_Required work_
Beginning at the top of the data below, write out every line exactly until you reach the line with "let text = serialize(&calendar);", and include that line.

Recorded information Start Marker

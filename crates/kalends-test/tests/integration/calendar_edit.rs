use kalends_rfc::rfc::ical::core::{ComponentKind, Parameter, Property, names};
use kalends_rfc::rfc::ical::{Calendar, Component, parse, serialize};
use kalends_test::wrap_calendar;

const FAMILY: &str = "BEGIN:VEVENT\r\nUID:fam\r\nDTSTART:20160104T100000\r\nRRULE:FREQ=WEEKLY;COUNT=3\r\nEND:VEVENT\r\n\
BEGIN:VEVENT\r\nUID:fam\r\nRECURRENCE-ID:20160111T100000\r\nDTSTART:20160111T120000\r\nEND:VEVENT\r\n";

#[test_log::test]
fn parse_edit_serialize() {
    let mut calendar = parse(&wrap_calendar(FAMILY)).unwrap();
    let parent = calendar.find("fam", None).unwrap();
    let children = calendar.recurrence_children(parent);
    assert_eq!(children.len(), 1);
    assert_eq!(calendar.recurrence_parent(children[0]), Some(parent));

    calendar
        .modify(parent, |event| event.set_summary("Weekly, with notes; and more"))
        .unwrap();
    let text = serialize(&calendar);
    assert!(text.contains("SUMMARY:Weekly\\, with notes\\; and more\r\n"));

    let reparsed: Calendar = text.parse().unwrap();
    assert_eq!(reparsed, calendar);
}

#[test_log::test]
fn removing_a_parent_orphans_its_children() {
    let mut calendar = parse(&wrap_calendar(FAMILY)).unwrap();
    let parent = calendar.find("fam", None).unwrap();
    let removed = calendar.remove_component(parent).unwrap();
    assert_eq!(removed.uid(), Some("fam"));

    let orphans = calendar.orphaned_children();
    assert_eq!(orphans.len(), 1);
    assert_eq!(calendar.recurrence_parent(orphans[0]), None);

    let purged = calendar.purge_orphans(None);
    assert_eq!(purged.len(), 1);
    assert_eq!(calendar.components().count(), 0);
}

#[test_log::test]
fn detached_components_have_no_family() {
    let calendar = parse(&wrap_calendar(FAMILY)).unwrap();
    let (_, child) = calendar
        .components()
        .find(|(_, c)| c.recurrence_id().is_some())
        .unwrap();
    let mut other = Calendar::new();
    let id = other.add_component(child.clone());
    assert_eq!(other.recurrence_parent(id), None);
    assert_eq!(other.orphaned_children(), vec![id]);
}

#[test_log::test]
fn add_content_parses_nested_blocks() {
    let mut calendar = Calendar::new();
    let ids = calendar
        .add_content(
            "BEGIN:VTODO\r\nUID:t\r\nBEGIN:VALARM\r\nACTION:DISPLAY\r\nTRIGGER:-PT5M\r\nEND:VALARM\r\nEND:VTODO\r\n",
        )
        .unwrap();
    assert_eq!(ids.len(), 1);
    let todo = calendar.get(ids[0]).unwrap();
    assert_eq!(todo.kind(), ComponentKind::Todo);
    assert_eq!(todo.children_of_kind(ComponentKind::Alarm).count(), 1);

    let mut event = Component::new_displayable(ComponentKind::Event).unwrap();
    event.add_content("BEGIN:VALARM\r\nACTION:AUDIO\r\nTRIGGER:-PT1M\r\nEND:VALARM\r\n")
        .unwrap();
    assert_eq!(event.children().len(), 1);
}

#[test_log::test]
fn parameters_keep_their_order_and_copies_are_independent() {
    let mut prop = Property::cal_address(names::ATTENDEE, "mailto:a@example.com");
    prop.add_parameter(Parameter::new("X-FIRST", "1")).unwrap();
    prop.add_parameter(Parameter::cn("Doe, Jane")).unwrap();
    prop.add_parameter(Parameter::new("ROLE", "CHAIR")).unwrap();
    assert_eq!(
        prop.to_text(),
        "ATTENDEE;X-FIRST=1;CN=\"Doe, Jane\";ROLE=CHAIR:mailto:a@example.com"
    );

    let mut copy = prop.clone();
    copy.set_parameter(Parameter::new("ROLE", "OPT-PARTICIPANT")).unwrap();
    assert!(prop.to_text().ends_with("ROLE=CHAIR:mailto:a@example.com"));
    assert!(copy.to_text().ends_with("ROLE=OPT-PARTICIPANT:mailto:a@example.com"));
}

#[test_log::test]
fn bad_lines_are_diagnostics_not_failures() {
    let text = "BEGIN:VCALENDAR\r\nVERSION:2.0\r\nPRODID:-//x//EN\r\nBEGIN:VEVENT\r\nUID:d\r\n\
this line has no colon\r\nDTSTART:20160101T100000\r\nEND:VEVENT\r\nEND:VCALENDAR\r\n";
    let calendar = parse(text).unwrap();
    assert_eq!(calendar.diagnostics().len(), 1);
    assert_eq!(calendar.diagnostics()[0].line, 6);
    assert_eq!(calendar.components().count(), 1);
}
//! Recurrence sets: DTSTART, RRULE, RDATE and EXDATE taken together.

use kalends_core::constants::DEFAULT_MAX_EMPTY_PERIODS;

use super::stream::{Exclusions, OccurrenceStream};
use crate::error::RfcResult;
use crate::rfc::ical::core::{RRule, Temporal};

/// How EXDATE interacts with COUNT.
#[derive(Debug, Clone, Copy, Default, PartialEq, Eq)]
pub enum CountPolicy {
    /// COUNT is applied to the rule's instants first, so each matching
    /// EXDATE reduces the number of occurrences delivered.
    #[default]
    IncludeExceptions,
    /// Excluded instants do not count; COUNT occurrences are delivered
    /// unless UNTIL or the empty-period cap ends the rule first.
    ExcludeExceptions,
}

/// ## Summary
/// A complete recurrence set (RFC 5545 §3.8.5).
///
/// The set is the rule's instants at or after DTSTART, truncated by UNTIL
/// and COUNT, plus the RDATE instants, minus the EXDATE instants. Without a
/// rule, DTSTART itself is the only rule instant. Occurrences keep DTSTART's
/// value type and time zone.
#[derive(Debug, Clone)]
pub struct RecurrenceSet {
    start: Temporal,
    rule: Option<RRule>,
    exdates: Vec<Temporal>,
    rdates: Vec<Temporal>,
    policy: CountPolicy,
    max_empty_periods: u32,
}

impl RecurrenceSet {
    /// Creates a set holding only `start`.
    #[must_use]
    pub fn new(start: Temporal) -> Self {
        Self {
            start,
            rule: None,
            exdates: Vec::new(),
            rdates: Vec::new(),
            policy: CountPolicy::default(),
            max_empty_periods: DEFAULT_MAX_EMPTY_PERIODS,
        }
    }

    /// ## Summary
    /// Sets the recurrence rule.
    ///
    /// ## Errors
    /// Returns `RfcError::RuleError` for an invalid rule and
    /// `RfcError::TypeError` when UNTIL does not fit the start.
    pub fn with_rule(mut self, rule: RRule) -> RfcResult<Self> {
        rule.validate_for_start(&self.start)?;
        self.rule = Some(rule);
        Ok(self)
    }

    /// Adds exception dates.
    #[must_use]
    pub fn with_exdates(mut self, exdates: impl IntoIterator<Item = Temporal>) -> Self {
        self.exdates.extend(exdates);
        self
    }

    /// Adds extra recurrence dates.
    #[must_use]
    pub fn with_rdates(mut self, rdates: impl IntoIterator<Item = Temporal>) -> Self {
        self.rdates.extend(rdates);
        self
    }

    #[must_use]
    pub const fn with_policy(mut self, policy: CountPolicy) -> Self {
        self.policy = policy;
        self
    }

    /// Sets how many consecutive periods without an instant end the stream.
    #[must_use]
    pub const fn with_max_empty_periods(mut self, max: u32) -> Self {
        self.max_empty_periods = max;
        self
    }

    #[must_use]
    pub const fn start(&self) -> &Temporal {
        &self.start
    }

    #[must_use]
    pub const fn rule(&self) -> Option<&RRule> {
        self.rule.as_ref()
    }

    #[must_use]
    pub const fn policy(&self) -> CountPolicy {
        self.policy
    }

    /// Returns a fresh stream over the whole set.
    #[must_use]
    #[tracing::instrument(skip(self), fields(start = %self.start, rule = ?self.rule.as_ref().map(ToString::to_string)))]
    pub fn stream(&self) -> OccurrenceStream {
        tracing::debug!(
            exdates = self.exdates.len(),
            rdates = self.rdates.len(),
            policy = ?self.policy,
            "Starting occurrence stream"
        );
        OccurrenceStream::new(
            &self.start,
            self.rule.as_ref(),
            self.rdates.clone(),
            Exclusions::new(&self.exdates),
            self.policy,
            self.max_empty_periods,
        )
    }

    /// Returns a fresh stream of the occurrences at or after `from`.
    #[must_use]
    pub fn stream_from(&self, from: &Temporal) -> OccurrenceStream {
        self.stream().starting_at(from)
    }

    /// Collects at most `limit` occurrences.
    #[must_use]
    pub fn collect_limited(&self, limit: usize) -> Vec<Temporal> {
        self.stream().take(limit).collect()
    }

    /// Returns whether `instant` is an occurrence of the set.
    #[must_use]
    pub fn contains(&self, instant: &Temporal) -> bool {
        let key = instant.instant_key();
        self.stream()
            .take_while(|occurrence| occurrence.instant_key() <= key)
            .any(|occurrence| occurrence.instant_key() == key)
    }
}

Recorded information End Marker

_Task solution_
filename crates/kalends-test/tests/integration/calendar_edit.rs
use kalends_rfc::rfc::ical::core::{ComponentKind, Parameter, Property, names};
use kalends_rfc::rfc::ical::{Calendar, Component, parse, serialize};
use kalends_test::wrap_calendar;

const FAMILY: &str = "BEGIN:VEVENT\r\nUID:fam\r\nDTSTART:20160104T100000\r\nRRULE:FREQ=WEEKLY;COUNT=3\r\nEND:VEVENT\r\n\
BEGIN:VEVENT\r\nUID:fam\r\nRECURRENCE-ID:20160111T100000\r\nDTSTART:20160111T120000\r\nEND:VEVENT\r\n";

#[test_log::test]
fn parse_edit_serialize() {
    let mut calendar = parse(&wrap_calendar(FAMILY)).unwrap();
    let parent = calendar.find("fam", None).unwrap();
    let children = calendar.recurrence_children(parent);
    assert_eq!(children.len(), 1);
    assert_eq!(calendar.recurrence_parent(children[0]), Some(parent));

    calendar
        .modify(parent, |event| event.set_summary("Weekly, with notes; and more"))
        .unwrap();
    let text = serialize(&calendar);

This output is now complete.